* Listed records *
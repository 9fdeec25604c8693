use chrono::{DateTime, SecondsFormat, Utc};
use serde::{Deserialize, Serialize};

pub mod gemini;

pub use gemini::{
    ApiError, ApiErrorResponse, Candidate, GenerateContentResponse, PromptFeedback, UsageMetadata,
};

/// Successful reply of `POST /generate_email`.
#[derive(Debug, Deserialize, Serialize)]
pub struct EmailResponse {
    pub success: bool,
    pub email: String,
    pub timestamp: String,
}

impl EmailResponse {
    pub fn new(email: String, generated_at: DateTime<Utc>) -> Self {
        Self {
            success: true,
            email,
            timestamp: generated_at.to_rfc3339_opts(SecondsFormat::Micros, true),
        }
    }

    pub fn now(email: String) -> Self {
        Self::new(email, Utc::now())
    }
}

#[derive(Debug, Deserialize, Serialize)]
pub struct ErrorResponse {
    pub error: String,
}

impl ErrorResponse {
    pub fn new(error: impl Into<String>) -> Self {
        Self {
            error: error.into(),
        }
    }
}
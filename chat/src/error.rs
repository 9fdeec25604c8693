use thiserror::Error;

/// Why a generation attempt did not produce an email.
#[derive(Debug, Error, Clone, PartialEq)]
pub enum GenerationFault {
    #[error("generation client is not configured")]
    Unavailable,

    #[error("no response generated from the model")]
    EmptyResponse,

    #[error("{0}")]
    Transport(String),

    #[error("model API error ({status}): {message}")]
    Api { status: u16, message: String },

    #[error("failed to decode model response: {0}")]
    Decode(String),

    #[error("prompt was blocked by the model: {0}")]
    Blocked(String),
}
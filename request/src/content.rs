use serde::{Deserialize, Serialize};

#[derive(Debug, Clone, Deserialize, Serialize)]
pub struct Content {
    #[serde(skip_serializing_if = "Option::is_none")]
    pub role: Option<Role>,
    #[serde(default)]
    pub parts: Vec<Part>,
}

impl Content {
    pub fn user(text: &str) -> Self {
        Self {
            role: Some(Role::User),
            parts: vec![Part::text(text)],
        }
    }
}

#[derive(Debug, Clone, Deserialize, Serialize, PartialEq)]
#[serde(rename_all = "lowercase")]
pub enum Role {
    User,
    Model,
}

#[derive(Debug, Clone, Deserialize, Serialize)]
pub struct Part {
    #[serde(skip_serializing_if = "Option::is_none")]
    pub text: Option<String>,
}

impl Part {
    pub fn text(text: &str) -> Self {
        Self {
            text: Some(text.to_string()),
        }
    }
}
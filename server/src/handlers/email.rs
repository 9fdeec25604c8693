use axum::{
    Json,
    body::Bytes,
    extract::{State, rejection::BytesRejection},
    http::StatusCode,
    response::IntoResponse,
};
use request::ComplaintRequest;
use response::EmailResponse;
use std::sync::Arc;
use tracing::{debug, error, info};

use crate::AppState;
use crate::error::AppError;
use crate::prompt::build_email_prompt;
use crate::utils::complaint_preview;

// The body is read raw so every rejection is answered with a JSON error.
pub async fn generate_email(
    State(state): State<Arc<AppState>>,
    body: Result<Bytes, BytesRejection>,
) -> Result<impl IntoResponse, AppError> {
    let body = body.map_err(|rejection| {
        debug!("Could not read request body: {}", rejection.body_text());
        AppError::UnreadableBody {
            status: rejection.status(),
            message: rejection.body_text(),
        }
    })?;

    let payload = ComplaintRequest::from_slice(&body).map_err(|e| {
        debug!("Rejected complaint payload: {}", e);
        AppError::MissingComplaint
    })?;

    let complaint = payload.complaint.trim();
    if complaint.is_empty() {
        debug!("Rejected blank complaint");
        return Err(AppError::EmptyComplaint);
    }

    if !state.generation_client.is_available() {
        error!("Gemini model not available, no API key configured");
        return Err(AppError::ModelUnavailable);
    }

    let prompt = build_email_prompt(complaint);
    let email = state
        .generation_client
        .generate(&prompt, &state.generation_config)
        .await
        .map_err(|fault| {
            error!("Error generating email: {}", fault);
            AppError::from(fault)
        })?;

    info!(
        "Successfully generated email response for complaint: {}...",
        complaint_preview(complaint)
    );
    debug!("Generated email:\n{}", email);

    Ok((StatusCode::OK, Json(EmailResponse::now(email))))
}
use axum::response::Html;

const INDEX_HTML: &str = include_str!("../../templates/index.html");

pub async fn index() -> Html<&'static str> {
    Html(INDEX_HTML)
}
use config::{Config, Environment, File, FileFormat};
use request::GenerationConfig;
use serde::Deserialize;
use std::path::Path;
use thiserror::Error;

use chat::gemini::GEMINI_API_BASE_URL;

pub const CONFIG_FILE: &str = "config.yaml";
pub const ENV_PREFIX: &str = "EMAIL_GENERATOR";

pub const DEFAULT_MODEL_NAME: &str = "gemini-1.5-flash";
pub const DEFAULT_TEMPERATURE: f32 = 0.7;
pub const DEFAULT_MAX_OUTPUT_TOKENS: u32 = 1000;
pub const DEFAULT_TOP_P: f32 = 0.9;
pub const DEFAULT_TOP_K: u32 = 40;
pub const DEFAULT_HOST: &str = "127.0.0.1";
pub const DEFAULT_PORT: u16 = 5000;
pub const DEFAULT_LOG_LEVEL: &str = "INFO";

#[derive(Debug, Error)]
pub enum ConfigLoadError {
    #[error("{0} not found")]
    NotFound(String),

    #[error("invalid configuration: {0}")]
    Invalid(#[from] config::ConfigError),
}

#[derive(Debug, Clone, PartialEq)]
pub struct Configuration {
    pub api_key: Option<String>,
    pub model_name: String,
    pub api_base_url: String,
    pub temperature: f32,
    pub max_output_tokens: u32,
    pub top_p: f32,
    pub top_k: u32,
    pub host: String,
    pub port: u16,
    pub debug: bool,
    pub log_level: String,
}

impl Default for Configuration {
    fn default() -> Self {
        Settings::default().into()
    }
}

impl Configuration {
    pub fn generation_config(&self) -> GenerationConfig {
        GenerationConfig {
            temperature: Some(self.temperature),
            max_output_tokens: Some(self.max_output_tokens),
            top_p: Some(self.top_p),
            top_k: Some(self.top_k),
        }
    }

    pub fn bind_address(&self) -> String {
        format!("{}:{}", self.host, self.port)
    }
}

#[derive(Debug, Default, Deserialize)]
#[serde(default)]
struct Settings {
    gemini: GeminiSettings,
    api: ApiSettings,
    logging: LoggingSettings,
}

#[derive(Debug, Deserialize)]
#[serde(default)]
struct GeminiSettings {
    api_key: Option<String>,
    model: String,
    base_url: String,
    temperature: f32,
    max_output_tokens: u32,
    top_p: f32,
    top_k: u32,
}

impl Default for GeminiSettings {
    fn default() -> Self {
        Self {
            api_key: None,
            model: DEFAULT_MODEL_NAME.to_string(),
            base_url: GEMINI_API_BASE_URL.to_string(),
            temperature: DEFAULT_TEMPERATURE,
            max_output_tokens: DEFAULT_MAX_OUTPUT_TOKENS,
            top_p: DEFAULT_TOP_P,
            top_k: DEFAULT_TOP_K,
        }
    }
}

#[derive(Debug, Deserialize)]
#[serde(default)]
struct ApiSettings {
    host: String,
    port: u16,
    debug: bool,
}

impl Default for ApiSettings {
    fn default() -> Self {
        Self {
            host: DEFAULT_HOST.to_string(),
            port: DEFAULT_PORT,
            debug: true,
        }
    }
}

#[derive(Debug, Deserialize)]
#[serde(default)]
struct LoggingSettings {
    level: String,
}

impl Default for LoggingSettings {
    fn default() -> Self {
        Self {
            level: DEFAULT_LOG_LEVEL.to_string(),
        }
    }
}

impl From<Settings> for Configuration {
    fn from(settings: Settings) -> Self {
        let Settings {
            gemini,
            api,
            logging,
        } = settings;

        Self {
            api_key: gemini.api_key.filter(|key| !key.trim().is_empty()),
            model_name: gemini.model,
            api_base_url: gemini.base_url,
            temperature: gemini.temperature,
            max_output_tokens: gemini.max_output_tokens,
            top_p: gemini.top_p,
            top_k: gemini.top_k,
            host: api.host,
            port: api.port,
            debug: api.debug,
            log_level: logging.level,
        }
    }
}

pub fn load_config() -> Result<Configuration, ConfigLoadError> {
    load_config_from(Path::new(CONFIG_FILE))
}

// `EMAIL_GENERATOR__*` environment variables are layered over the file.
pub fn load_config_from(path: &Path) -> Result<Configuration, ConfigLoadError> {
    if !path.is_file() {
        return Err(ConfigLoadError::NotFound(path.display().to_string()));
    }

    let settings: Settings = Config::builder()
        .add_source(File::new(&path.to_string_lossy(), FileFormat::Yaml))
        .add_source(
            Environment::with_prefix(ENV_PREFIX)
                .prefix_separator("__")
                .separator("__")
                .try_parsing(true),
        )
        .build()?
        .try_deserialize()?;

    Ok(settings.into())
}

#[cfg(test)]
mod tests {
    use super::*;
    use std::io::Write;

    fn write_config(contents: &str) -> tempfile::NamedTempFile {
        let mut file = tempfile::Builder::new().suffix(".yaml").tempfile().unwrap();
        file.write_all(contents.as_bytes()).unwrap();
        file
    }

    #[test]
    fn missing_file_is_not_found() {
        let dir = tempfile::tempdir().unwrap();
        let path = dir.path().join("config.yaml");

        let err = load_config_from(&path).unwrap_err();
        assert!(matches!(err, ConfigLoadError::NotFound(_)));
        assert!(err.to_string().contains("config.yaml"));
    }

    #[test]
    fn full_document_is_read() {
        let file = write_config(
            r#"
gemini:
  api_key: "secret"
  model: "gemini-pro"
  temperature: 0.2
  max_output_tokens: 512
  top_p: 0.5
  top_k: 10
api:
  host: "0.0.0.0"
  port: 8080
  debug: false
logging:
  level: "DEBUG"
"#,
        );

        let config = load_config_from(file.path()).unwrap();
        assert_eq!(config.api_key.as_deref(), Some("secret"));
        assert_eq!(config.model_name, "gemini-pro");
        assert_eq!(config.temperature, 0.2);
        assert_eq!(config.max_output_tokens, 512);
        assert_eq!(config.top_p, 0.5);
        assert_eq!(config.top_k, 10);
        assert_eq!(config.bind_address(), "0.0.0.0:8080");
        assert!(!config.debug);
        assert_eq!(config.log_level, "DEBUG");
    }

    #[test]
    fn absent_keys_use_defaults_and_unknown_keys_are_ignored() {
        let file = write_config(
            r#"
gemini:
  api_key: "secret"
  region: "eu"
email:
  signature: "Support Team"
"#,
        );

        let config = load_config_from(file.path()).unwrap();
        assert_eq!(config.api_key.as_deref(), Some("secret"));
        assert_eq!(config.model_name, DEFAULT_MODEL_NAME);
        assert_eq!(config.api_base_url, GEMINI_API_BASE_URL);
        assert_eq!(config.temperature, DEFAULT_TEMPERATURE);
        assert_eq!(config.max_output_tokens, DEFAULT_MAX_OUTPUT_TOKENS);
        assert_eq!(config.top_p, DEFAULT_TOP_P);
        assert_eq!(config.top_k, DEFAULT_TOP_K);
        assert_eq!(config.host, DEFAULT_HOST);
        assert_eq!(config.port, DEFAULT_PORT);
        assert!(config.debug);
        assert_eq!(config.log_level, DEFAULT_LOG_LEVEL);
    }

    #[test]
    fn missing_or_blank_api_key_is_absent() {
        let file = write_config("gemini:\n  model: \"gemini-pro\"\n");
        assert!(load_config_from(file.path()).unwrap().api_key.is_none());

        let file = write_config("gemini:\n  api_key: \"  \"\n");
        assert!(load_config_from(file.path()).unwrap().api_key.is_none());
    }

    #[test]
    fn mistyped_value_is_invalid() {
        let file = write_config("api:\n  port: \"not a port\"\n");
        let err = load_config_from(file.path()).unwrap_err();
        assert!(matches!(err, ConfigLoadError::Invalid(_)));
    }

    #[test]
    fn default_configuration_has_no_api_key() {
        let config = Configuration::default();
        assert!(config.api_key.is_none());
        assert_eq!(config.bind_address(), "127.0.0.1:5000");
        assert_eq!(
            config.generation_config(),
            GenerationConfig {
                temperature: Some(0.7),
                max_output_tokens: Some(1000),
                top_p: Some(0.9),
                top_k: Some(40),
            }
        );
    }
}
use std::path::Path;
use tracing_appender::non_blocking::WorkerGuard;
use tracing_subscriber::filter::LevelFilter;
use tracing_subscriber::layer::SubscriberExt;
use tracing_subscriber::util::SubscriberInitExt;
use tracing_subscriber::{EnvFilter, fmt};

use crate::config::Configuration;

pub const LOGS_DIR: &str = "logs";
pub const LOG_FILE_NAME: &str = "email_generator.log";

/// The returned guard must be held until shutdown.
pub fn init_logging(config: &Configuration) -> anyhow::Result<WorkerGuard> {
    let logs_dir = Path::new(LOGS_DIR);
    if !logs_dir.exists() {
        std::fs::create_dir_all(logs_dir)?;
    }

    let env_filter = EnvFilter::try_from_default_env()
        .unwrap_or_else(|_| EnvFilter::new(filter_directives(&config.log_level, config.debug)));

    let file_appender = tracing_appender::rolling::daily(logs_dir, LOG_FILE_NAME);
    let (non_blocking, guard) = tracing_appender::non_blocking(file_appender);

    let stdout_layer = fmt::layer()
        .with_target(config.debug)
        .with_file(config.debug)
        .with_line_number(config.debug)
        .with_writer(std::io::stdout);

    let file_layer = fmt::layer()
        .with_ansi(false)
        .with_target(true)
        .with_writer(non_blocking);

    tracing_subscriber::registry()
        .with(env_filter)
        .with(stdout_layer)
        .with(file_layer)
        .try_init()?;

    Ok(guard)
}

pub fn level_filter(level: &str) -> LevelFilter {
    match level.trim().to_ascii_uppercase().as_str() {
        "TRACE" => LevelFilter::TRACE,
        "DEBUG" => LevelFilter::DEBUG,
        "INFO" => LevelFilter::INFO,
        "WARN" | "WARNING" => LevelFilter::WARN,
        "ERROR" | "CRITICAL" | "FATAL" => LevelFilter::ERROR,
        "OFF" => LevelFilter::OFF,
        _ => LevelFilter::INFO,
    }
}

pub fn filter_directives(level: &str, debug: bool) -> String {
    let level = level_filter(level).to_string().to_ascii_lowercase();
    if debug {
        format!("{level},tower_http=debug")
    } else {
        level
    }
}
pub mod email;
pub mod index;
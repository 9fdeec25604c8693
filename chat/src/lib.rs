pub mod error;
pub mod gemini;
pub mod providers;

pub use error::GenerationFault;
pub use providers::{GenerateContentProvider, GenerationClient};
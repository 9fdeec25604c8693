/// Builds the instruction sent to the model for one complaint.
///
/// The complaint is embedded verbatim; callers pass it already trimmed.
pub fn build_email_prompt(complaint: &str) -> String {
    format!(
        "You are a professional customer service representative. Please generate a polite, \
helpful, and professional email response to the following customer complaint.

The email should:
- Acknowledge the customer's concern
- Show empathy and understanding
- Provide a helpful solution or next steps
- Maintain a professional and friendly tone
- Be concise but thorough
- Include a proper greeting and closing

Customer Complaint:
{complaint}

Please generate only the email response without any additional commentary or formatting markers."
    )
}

* Prompt *
When the string "configured" occurs in a line of the material, that line belongs in the answer.

* Answer box *
    #[error("generation client is not configured")]
        error!("Gemini model not available, no API key configured");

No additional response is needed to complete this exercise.